De todas formas, aún queda camino por recorrer. Y no podemos asegurar con certeza que la candidatura de Trump se termine imponiendo dentro del partido republicano, y menos aún que consiga ganar las elecciones presidenciales. Una serie interminable de tecnicismos y recursos leguleyos de parte de un sistema electoral ideado para preservar el estatus quo, amenazan con privarlo de la nominación aun obteniendo la mayoría de los votos y delegados en la convención republicana. Lo que sí se puede señalar, sin embargo, es que la profunda estela dejada a su paso en esta abrupta y trepidante carrera electoral, no va a dejar el escenario político en el mismo estado que antes. Un eventual triunfo de la élite política y el establishment que se valga de estas triquiñuelas del sistema electoral para arrebatar la candidatura al aspirante rebelde, sería sólo una victoria temporal que no obstante profundizaría aún más el abismo ya existente entre el votante y la clase política. Una crisis de representación incluso podría poner en entredicho la continuidad del esquema bipartidista.
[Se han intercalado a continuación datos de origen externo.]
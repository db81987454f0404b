//! Built-in checklist templates, seeded into an empty store on first read.

use crate::entities::{ChecklistItem, ChecklistTemplate};

fn item(id: &str, text: &str, weight: f64) -> ChecklistItem {
    ChecklistItem {
        id: id.to_string(),
        text: text.to_string(),
        weight,
    }
}

/// The ISO 9001 and ISO 14001 default templates.
#[must_use]
pub fn default_checklists() -> Vec<ChecklistTemplate> {
    vec![
        ChecklistTemplate {
            name: "ISO 9001 - Default".into(),
            standard: "ISO 9001".into(),
            version: "1.0".into(),
            items: vec![
                item("9001-1", "Existe un proceso documentado de gestión de la calidad", 3.0),
                item("9001-2", "Se realizan revisiones de desempeño periódicas", 2.0),
                item("9001-3", "Se mide la satisfacción del cliente", 2.0),
                item("9001-4", "Los procesos cuentan con indicadores definidos", 3.0),
            ],
        },
        ChecklistTemplate {
            name: "ISO 14001 - Default".into(),
            standard: "ISO 14001".into(),
            version: "1.0".into(),
            items: vec![
                item("14001-1", "Existe política ambiental documentada", 3.0),
                item("14001-2", "Se identifican aspectos e impactos ambientales", 3.0),
                item("14001-3", "Hay controles operacionales para riesgos ambientales", 2.0),
                item("14001-4", "Se registran no conformidades ambientales", 2.0),
            ],
        },
    ]
}
use std::path::PathBuf;

use audito_config::AuditoConfig;
use clap::Parser;

/// Command-line flags for the `audito` binary. Flags override loaded config.
#[derive(Debug, Parser)]
#[command(name = "audito", version, about = "Audito - compliance audit backend")]
pub struct Cli {
    /// Interface to bind
    #[arg(long)]
    pub host: Option<String>,

    /// TCP port to listen on
    #[arg(short, long)]
    pub port: Option<u16>,

    /// Directory holding users, checklists and the audit log
    #[arg(short, long)]
    pub data_dir: Option<PathBuf>,

    /// Quiet mode (errors only)
    #[arg(short, long)]
    pub quiet: bool,

    /// Verbose mode (debug logging)
    #[arg(short, long)]
    pub verbose: bool,
}

impl Cli {
    /// Apply flag overrides on top of loaded configuration.
    pub fn apply_overrides(&self, config: &mut AuditoConfig) {
        if let Some(host) = &self.host {
            config.server.host.clone_from(host);
        }
        if let Some(port) = self.port {
            config.server.port = port;
        }
        if let Some(data_dir) = &self.data_dir {
            config.storage.data_dir.clone_from(data_dir);
        }
    }
}
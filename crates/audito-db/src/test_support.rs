//! Shared test utilities for audito-db unit tests.

pub(crate) mod helpers {
    use crate::service::AuditoService;

    /// A service over a fresh temp data directory. Keep the `TempDir` alive.
    pub fn test_service() -> (tempfile::TempDir, AuditoService) {
        let dir = tempfile::tempdir().unwrap();
        let svc = AuditoService::open(dir.path().join("data")).unwrap();
        (dir, svc)
    }
}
Phillipe Muray, filósofo francés, señala que frente al ‘consenso totalitario’ del mundo post moderno y la moral progresista, las pequeñas grietas y contradicciones con el pensamiento hegemónico van paulatinamente estableciendo una distancia entre ésta y el común de los sujetos (sujetados a esa moral). De momento, no estamos en condiciones de justipreciar las dimensiones reales de la brecha abierta por la violenta acometida de Donald Trump, y de muchos otros personajes que en el terreno político Occidental han empezado últimamente a levantar cabeza contra la hegemonía del correctismo político (Orbán es otro ejemplo a destacar). Lo que quizás nos resulte un poco más fácil advertir es que, y a juzgar  por el volumen de los gritos, los clamores de desesperación, y la violencia reactiva; la herida infringida en el sistema, parecería ser de cierta gravedad.